Misalnya, kita memasak nasi, tetapi gagal dan malah menjadi bubur. Andaikata kita muntahkan kemarahan, tetap saja nasi telah menjadi bubur, dan tidak marah pun tetap bubur. Maka, daripada marah menzalimi orang lain dan memikirkan sesuatu yang membuat hati mendidih, lebih baik pikiran dan tubuh kita disibukkan pada hal yang lain, seperti mencari bawang goreng, ayam, cakweh, seledri, keripik, dan kecap supaya bubur tersebut bisa dibuat bubur ayam spesial. Dengan demikian, selain perasaan kita tidak jadi sengsara, nasi yang gagal pun tetap bisa dinikmati dengan lezat.
Kalau kita sedang jalan-jalan, tiba-tiba ada batu kecil nyasar entah dari mana dan mendarat tepat di kening kita, hati kita harus ridha, karena tidak ridha pun tetap benjol. Tentu saja, ridha atau rela terhadap suatu kejadian bukan berarti pasrah total sehingga tidak bertindak apa pun. Itu adalah pengertian yang keliru. Pasrah/ridha hanya amalan, hati kita menerima kenyataan yang ada, tetapi pikiran dan tubuh wajib ikhtiar untuk memperbaiki kenyataan dengan cara yang diridhai Allah Swt. Kondisi hati yang tenang atau ridha ini sangat membantu proses ikhtiar menjadi positif, optimal, dan bermutu.

Orang yang stress adalah orang yang tidak memiliki kesiapan mental untuk menerima kenyataan yang ada. Selalu saja pikirannya tidak realistis, tidak sesuai dengan kenyataan, sibuk menyesali dan mengandai - andai sesuatu yang sudah tidak ada atau tidak mungkin terjadi. Sungguh suatu kesengsaraan yang dibuat sendiri.
Misalkan tanah warisan telah dijual tahun yang lalu dan saat ini ternyata harga tanah tersebut melonjak berlipat ganda. Orang-orang yang malang selalu saja menyesali mengapa dahulu tergesa-gesa menjual tanah. Kalau saja mau ditangguhkan, niscaya akan lebih beruntung. Biasanya, hal ini dilanjutkan dengan bertengkar saling menyalahkan sehingga semakin lengkap saja penderitaan dan kerugian karena memikirkan tanah yang nyata-nyata telah menjadi milik orang lain.

Yang berbadan pendek, sibuk menyesali diri mengapa tidak jangkung. Setiap melihat tubuhnya ia kecewa, apalagi melihat yang lebih tinggi dari dirinya.

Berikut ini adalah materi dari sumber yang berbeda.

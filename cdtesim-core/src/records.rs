//! Output table rows produced by a run.

use crate::channel::{NUM_CHANNELS, NUM_MODULES};
use crate::ledger::HitLedger;
use crate::step::IncidentKinematics;

#[cfg(feature = "serde")]
use serde::{Deserialize, Serialize};

/// Instrument-bin value meaning "no signal in this channel".
pub const NO_SIGNAL: i32 = -1;
/// Realistic-energy value meaning "no signal in this channel".
pub const NO_SIGNAL_ENERGY: f64 = -1.0;

/// Per-event aggregate row (`events` table).
#[derive(Debug, Clone, PartialEq)]
#[cfg_attr(feature = "serde", derive(Serialize, Deserialize))]
pub struct EventRecord {
    pub event_id: i64,
    /// Raw deposited energy per channel (keV).
    pub edep: Vec<f64>,
    /// Instrument energy bin per channel, [`NO_SIGNAL`] when nothing was deposited.
    pub sci: Vec<i32>,
    /// Collection-weighted energy per channel (keV).
    pub collected: Vec<f64>,
    /// Energy after the charge-statistics smear (keV).
    pub charge: Vec<f64>,
    /// Realistic energy after both smears (keV), [`NO_SIGNAL_ENERGY`] when nothing was deposited.
    pub realistic: Vec<f64>,
    pub gun_energy_kev: f64,
    pub gun_position: [f64; 3],
    pub gun_direction: [f64; 3],
    pub num_tracks: u32,
    /// Channels above threshold, per module.
    pub n_hits: [u32; NUM_MODULES],
    pub hits: HitLedger,
    pub total_steps: u64,
    /// Near-surface constants in effect for this event (debug jitter mode only).
    pub near_surface: Option<(f64, f64)>,
}

impl EventRecord {
    /// Creates a row with all channel columns at their empty values.
    #[must_use]
    pub fn empty(kinematics: &IncidentKinematics, ledger_capacity: usize) -> Self {
        Self {
            event_id: kinematics.event_id,
            edep: vec![0.0; NUM_CHANNELS],
            sci: vec![NO_SIGNAL; NUM_CHANNELS],
            collected: vec![0.0; NUM_CHANNELS],
            charge: vec![0.0; NUM_CHANNELS],
            realistic: vec![NO_SIGNAL_ENERGY; NUM_CHANNELS],
            gun_energy_kev: kinematics.energy_kev,
            gun_position: kinematics.position.to_array(),
            gun_direction: kinematics.direction.to_array(),
            num_tracks: 0,
            n_hits: [0; NUM_MODULES],
            hits: HitLedger::with_capacity(ledger_capacity),
            total_steps: 0,
            near_surface: None,
        }
    }
}

/// Particle crossing the incident reference plane (`inp` table).
#[derive(Debug, Clone, Copy, PartialEq)]
#[cfg_attr(feature = "serde", derive(Serialize, Deserialize))]
pub struct IncidentParticleRecord {
    pub event_id: i64,
    /// Position relative to the instrument origin (mm).
    pub position: [f64; 3],
    pub gun_energy_kev: f64,
    /// Tracks seen so far in the event.
    pub track_index: u32,
    /// Pixel within the module, -1 when not resolved.
    pub pixel_id: i32,
    /// Module index, -1 when not resolved.
    pub detector_id: i32,
    pub direction: [f64; 3],
    /// Incidence angle to the x axis (degrees).
    pub theta_deg: f64,
    /// Kinetic energy at the plane (keV).
    pub energy_kev: f64,
    pub pdg: i32,
    pub parent_id: i32,
}

/// Source kinematics of one event (`source` table).
#[derive(Debug, Clone, Copy, PartialEq)]
#[cfg_attr(feature = "serde", derive(Serialize, Deserialize))]
pub struct SourceRecord {
    pub event_id: i64,
    pub position: [f64; 3],
    pub direction: [f64; 3],
    pub energy_kev: f64,
}

impl From<&IncidentKinematics> for SourceRecord {
    fn from(value: &IncidentKinematics) -> Self {
        Self {
            event_id: value.event_id,
            position: value.position.to_array(),
            direction: value.direction.to_array(),
            energy_kev: value.energy_kev,
        }
    }
}

/// Interaction process seen in a sensitive volume (`phys` table).
#[derive(Debug, Clone, Copy, PartialEq)]
#[cfg_attr(feature = "serde", derive(Serialize, Deserialize))]
pub struct ProcessRecord {
    pub process_type: i32,
    pub process_subtype: i32,
    pub gun_energy_kev: f64,
    pub pdg: i32,
    pub parent_id: i32,
}

#[cfg(test)]
mod tests {
    use super::*;
    use crate::step::Vec3;

    #[test]
    fn test_empty_event_record() {
        let kin = IncidentKinematics {
            event_id: 42,
            position: Vec3::new(1.0, 2.0, 3.0),
            direction: Vec3::new(-1.0, 0.0, 0.0),
            energy_kev: 30.0,
        };
        let record = EventRecord::empty(&kin, 16);
        assert_eq!(record.event_id, 42);
        assert_eq!(record.edep.len(), NUM_CHANNELS);
        assert!(record.sci.iter().all(|&bin| bin == NO_SIGNAL));
        assert_eq!(record.gun_position, [1.0, 2.0, 3.0]);
        assert_eq!(record.hits.capacity(), 16);
    }

    #[test]
    fn test_source_record_from_kinematics() {
        let kin = IncidentKinematics {
            event_id: 7,
            position: Vec3::new(0.0, 0.0, 500.0),
            direction: Vec3::new(0.0, 0.0, -1.0),
            energy_kev: 81.0,
        };
        let row = SourceRecord::from(&kin);
        assert_eq!(row.event_id, 7);
        assert_eq!(row.direction, [0.0, 0.0, -1.0]);
        assert!((row.energy_kev - 81.0).abs() < f64::EPSILON);
    }
}
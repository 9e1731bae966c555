//! End-of-event processing: smearing, classification and spectrum fills.

use crate::accumulator::EventAccumulator;
use crate::calibration::CalibrationConstants;
use crate::noise::Smearer;
use crate::resolution::ResolutionModel;
use crate::spectra::SpectrumBank;
use cdtesim_core::{science_bin, ChannelId, EventRecord, NO_SIGNAL, NUM_MODULES};

/// Turns the energy registers of a closed event into realistic signals.
#[derive(Debug, Clone, Copy, PartialEq)]
pub struct EventFinalizer {
    resolution: ResolutionModel,
    threshold_kev: f64,
}

impl EventFinalizer {
    /// Builds a finalizer from calibration constants.
    #[must_use]
    pub fn new(constants: &CalibrationConstants) -> Self {
        Self {
            resolution: ResolutionModel::new(constants),
            threshold_kev: constants.threshold_kev,
        }
    }

    /// Detection threshold (keV).
    #[must_use]
    pub fn threshold_kev(&self) -> f64 {
        self.threshold_kev
    }

    /// Finalizes one event.
    ///
    /// Every channel with a positive raw deposit is smeared, counted against
    /// the threshold, classified into an instrument bin and filled into the
    /// all-hits spectra. Only after all channels are done are modules with
    /// exactly one such channel filled into the single-hit spectra.
    pub fn finalize(
        &self,
        accumulator: &EventAccumulator,
        smearer: &mut Smearer,
        bank: &mut SpectrumBank,
    ) -> EventRecord {
        let raw = accumulator.raw();
        let collected = accumulator.collected();
        let mut record = EventRecord::empty(accumulator.kinematics(), 0);
        record.edep.copy_from_slice(raw);
        record.collected.copy_from_slice(collected);

        for channel in ChannelId::all() {
            let c = channel.index();
            if raw[c] <= 0.0 {
                continue;
            }
            let sigma = self.resolution.sigma(collected[c]);
            let smeared = smearer.smear(collected[c], sigma);
            record.charge[c] = smeared.charge_kev;
            record.realistic[c] = smeared.realistic_kev;

            if smeared.realistic_kev > self.threshold_kev {
                record.n_hits[channel.module()] += 1;
                bank.fill_pattern(channel);
            }
            record.sci[c] = i32::try_from(science_bin(smeared.realistic_kev)).unwrap_or(NO_SIGNAL);
            bank.fill_channel(channel, raw[c], smeared.realistic_kev);
        }

        for module in 0..NUM_MODULES {
            let mut hit = ChannelId::in_module(module).filter(|ch| raw[ch.index()] > 0.0);
            if let (Some(channel), None) = (hit.next(), hit.next()) {
                let c = channel.index();
                bank.fill_single_hit(channel, raw[c], record.realistic[c]);
            }
        }

        record.num_tracks = accumulator.track_count();
        record.total_steps = accumulator.step_count();
        record.hits = accumulator.ledger().clone();
        record
    }
}

#[cfg(test)]
mod tests {
    use super::*;
    use crate::collection::CollectionResponse;
    use crate::spectra::FineBinning;
    use approx::assert_relative_eq;
    use cdtesim_core::{IncidentKinematics, StepDeposit, Vec3, NO_SIGNAL_ENERGY};

    fn setup() -> (EventAccumulator, Smearer, SpectrumBank, EventFinalizer) {
        let constants = CalibrationConstants::default();
        let mut acc = EventAccumulator::new(16);
        acc.reset(IncidentKinematics::default());
        (
            acc,
            Smearer::new(Some(11), constants.electronic_noise_kev),
            SpectrumBank::new(FineBinning::default(), &constants).unwrap(),
            EventFinalizer::new(&constants),
        )
    }

    fn deposit(acc: &mut EventAccumulator, channel: i32, energy: f64) {
        let step = StepDeposit::in_pixel(channel, energy, Vec3::default());
        let response = CollectionResponse {
            depth_mm: 0.5,
            efficiency: 1.0,
            near_surface_factor: 1.0,
        };
        acc.deposit(ChannelId::new(channel).unwrap(), &step, &response);
    }

    #[test]
    fn test_single_hit_module() {
        let (mut acc, mut smearer, mut bank, finalizer) = setup();
        deposit(&mut acc, 13, 40.0);
        let record = finalizer.finalize(&acc, &mut smearer, &mut bank);

        let family = bank.family(1).unwrap();
        assert_relative_eq!(family.edep.integral(), 1.0);
        assert_relative_eq!(family.edep_single.integral(), 1.0);
        assert_relative_eq!(family.real_sci_single.integral(), 1.0);
        assert_eq!(record.n_hits[1], 1);
        assert_relative_eq!(record.edep[13], 40.0);
        assert!(record.realistic[13] > 30.0);
        assert_eq!(record.sci[12], NO_SIGNAL);
        assert_relative_eq!(record.realistic[12], NO_SIGNAL_ENERGY);
    }

    #[test]
    fn test_two_channels_in_module_are_not_single_hit() {
        let (mut acc, mut smearer, mut bank, finalizer) = setup();
        deposit(&mut acc, 24, 20.0);
        deposit(&mut acc, 30, 25.0);
        // A lone hit in another module stays single.
        deposit(&mut acc, 100, 15.0);
        finalizer.finalize(&acc, &mut smearer, &mut bank);

        let module2 = bank.family(2).unwrap();
        assert_relative_eq!(module2.edep.integral(), 2.0);
        assert_relative_eq!(module2.edep_single.integral(), 0.0);
        assert_relative_eq!(module2.real_sci_single.integral(), 0.0);

        let module8 = bank.family(8).unwrap();
        assert_relative_eq!(module8.edep_single.integral(), 1.0);
    }

    #[test]
    fn test_sub_threshold_signal() {
        let (mut acc, _, mut bank, finalizer) = setup();
        let mut smearer = Smearer::new(Some(1), 0.0);
        let finalizer = EventFinalizer {
            resolution: ResolutionModel::new(&CalibrationConstants {
                fano_factor: 0.0,
                ..CalibrationConstants::default()
            }),
            ..finalizer
        };
        deposit(&mut acc, 0, 2.5);
        let record = finalizer.finalize(&acc, &mut smearer, &mut bank);
        assert_eq!(record.n_hits[0], 0);
        assert_eq!(record.sci[0], 0);
        assert_relative_eq!(record.realistic[0], 2.5);
        assert_relative_eq!(bank.family(0).unwrap().pattern.integral(), 0.0);
        assert_relative_eq!(bank.family(0).unwrap().real_sci.content(0), 1.0);
        // Single-hit classification uses raw deposits, not the threshold.
        assert_relative_eq!(bank.family(0).unwrap().edep_single.integral(), 1.0);
    }

    #[test]
    fn test_noiseless_binning() {
        let (mut acc, _, mut bank, finalizer) = setup();
        let mut smearer = Smearer::new(Some(1), 0.0);
        let finalizer = EventFinalizer {
            resolution: ResolutionModel::new(&CalibrationConstants {
                fano_factor: 0.0,
                ..CalibrationConstants::default()
            }),
            ..finalizer
        };
        deposit(&mut acc, 5, 17.0);
        let record = finalizer.finalize(&acc, &mut smearer, &mut bank);
        assert_eq!(record.sci[5], 13);
        assert_relative_eq!(record.charge[5], 17.0);
        assert_eq!(record.n_hits[0], 1);
        assert_relative_eq!(bank.family(0).unwrap().pattern.content(5), 1.0);
    }
}
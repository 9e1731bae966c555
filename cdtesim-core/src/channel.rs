//! Channel, module and pixel addressing.
//!
//! The detector has 32 modules of 12 pixels each. A channel is the flat index
//! `module * 12 + pixel`; every module/pixel lookup in the workspace goes
//! through [`ChannelId`] so that this arithmetic lives in one place.

use crate::{Error, Result};

#[cfg(feature = "serde")]
use serde::{Deserialize, Serialize};

/// Number of detector modules.
pub const NUM_MODULES: usize = 32;
/// Pixels per module.
pub const PIXELS_PER_MODULE: usize = 12;
/// Total number of sensitive channels.
pub const NUM_CHANNELS: usize = NUM_MODULES * PIXELS_PER_MODULE;
/// Pixels `0..8` of each module are the large pixels.
pub const BIG_PIXELS_PER_MODULE: usize = 8;
/// Calibration-source module, excluded from the big-pixel sum.
pub const CFL_MODULE: usize = 8;
/// Background module, excluded from the big-pixel sum.
pub const BKG_MODULE: usize = 9;

/// Index of the all-modules-summed virtual channel.
pub const SUMMED_CHANNEL: usize = NUM_MODULES;
/// Index of the big-pixels-except-CFL-and-BKG virtual channel.
pub const BIG_PIXEL_CHANNEL: usize = NUM_MODULES + 1;
/// Modules plus the two virtual channels.
pub const NUM_SPECTRUM_CHANNELS: usize = NUM_MODULES + 2;

/// A validated sensitive channel index in `0..NUM_CHANNELS`.
#[derive(Debug, Clone, Copy, PartialEq, Eq, PartialOrd, Ord, Hash)]
#[cfg_attr(feature = "serde", derive(Serialize, Deserialize))]
pub struct ChannelId(u16);

impl ChannelId {
    /// Validates a raw channel id coming from the transport engine.
    ///
    /// # Errors
    /// Returns [`Error::InvalidChannel`] when `raw` is outside `0..384`.
    pub fn new(raw: i32) -> Result<Self> {
        match u16::try_from(raw) {
            Ok(value) if usize::from(value) < NUM_CHANNELS => Ok(Self(value)),
            _ => Err(Error::InvalidChannel(raw)),
        }
    }

    /// Builds a channel from module and pixel indices.
    ///
    /// # Errors
    /// Returns [`Error::InvalidChannel`] when either index is out of range.
    pub fn from_module_pixel(module: usize, pixel: usize) -> Result<Self> {
        if module >= NUM_MODULES || pixel >= PIXELS_PER_MODULE {
            let raw = module * PIXELS_PER_MODULE + pixel;
            return Err(Error::InvalidChannel(i32::try_from(raw).unwrap_or(i32::MAX)));
        }
        Ok(Self((module * PIXELS_PER_MODULE + pixel) as u16))
    }

    /// Returns the flat channel index.
    #[inline]
    #[must_use]
    pub fn index(self) -> usize {
        usize::from(self.0)
    }

    /// Module this channel belongs to.
    #[inline]
    #[must_use]
    pub fn module(self) -> usize {
        self.index() / PIXELS_PER_MODULE
    }

    /// Pixel index within the module.
    #[inline]
    #[must_use]
    pub fn pixel(self) -> usize {
        self.index() % PIXELS_PER_MODULE
    }

    /// True for pixels `0..8`.
    #[inline]
    #[must_use]
    pub fn is_big_pixel(self) -> bool {
        self.pixel() < BIG_PIXELS_PER_MODULE
    }

    /// True when the channel feeds the big-pixel virtual channel.
    #[inline]
    #[must_use]
    pub fn in_big_pixel_sum(self) -> bool {
        let module = self.module();
        self.is_big_pixel() && module != CFL_MODULE && module != BKG_MODULE
    }

    /// Iterates over all sensitive channels in index order.
    pub fn all() -> impl Iterator<Item = Self> {
        (0..NUM_CHANNELS as u16).map(Self)
    }

    /// Iterates over the channels of one module.
    pub fn in_module(module: usize) -> impl Iterator<Item = Self> {
        let start = module.min(NUM_MODULES) * PIXELS_PER_MODULE;
        let end = (start + PIXELS_PER_MODULE).min(NUM_CHANNELS);
        (start as u16..end as u16).map(Self)
    }
}

/// Display name of a spectrum channel (module or virtual channel).
#[must_use]
pub fn spectrum_channel_name(index: usize) -> String {
    match index {
        CFL_MODULE => "CFL".to_string(),
        BKG_MODULE => "BKG".to_string(),
        SUMMED_CHANNEL => "Detector summed".to_string(),
        BIG_PIXEL_CHANNEL => "Big pixels except CFL and BKG".to_string(),
        _ => format!("D{index}"),
    }
}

Sayangnya, penyesalan ini tidak menambah satu senti pun jua. Yang memiliki orang tua kurang mampu atau telah bercerai, atau sudah meninggal sibuk menyalahkan dan menyesali keadaan, bahkan terkadang menjadi tidak mengenal sopan santun kepada keduanya, mempersatukan, atau menghidupkannya kembali. Sungguh banyak sekali kita temukan kesalahan berpikir, yang tidak menambah apa pun selain menyengsarakan diri.
Ketahuilah, hidup ini terdiri dari berbagai episode yang tidak monoton. Ini adalah kenyataan hidup, kenanglah perjalanan hidup kita yang telah lalu dan kita harus benar-benar arif menyikapi setiap episode dengan lapang dada, kepala dingin, dan hati yang ikhlas. Jangan selimuti diri dengan keluh kesah karena semua itu tidak menyelesaikan masalah, bahkan bisa jadi memperparah masalah.
Dengan demikian, hati harus ridha menerima apa pun kenyataan yang terjadi sambil ikhtiar memperbaiki kenyataan pada jalan yang diridhai Allah swt. ***


3.Jangan Mempersulit Diri
Andaikata kita mau jujur, sesungguhnya kita ini paling hobi mengarang, mendramatisasi, dan mempersulit diri. Sebagian besar penderitaan kita adalah hasil dramatisasi perasaan dan pikiran sendiri. Selain tidak pada tempatnya, pasti ia juga membuat masalah akan menjadi lebih besar, lebih seram, lebih dahsyat, lebih pahit, lebih gawat, lebih pilu daripada kenyataan yang aslinya, Tentu pada akhirnya kita akan merasa jauh lebih nelangsa, lebih repot di dalam menghadapinya/mengatasinya.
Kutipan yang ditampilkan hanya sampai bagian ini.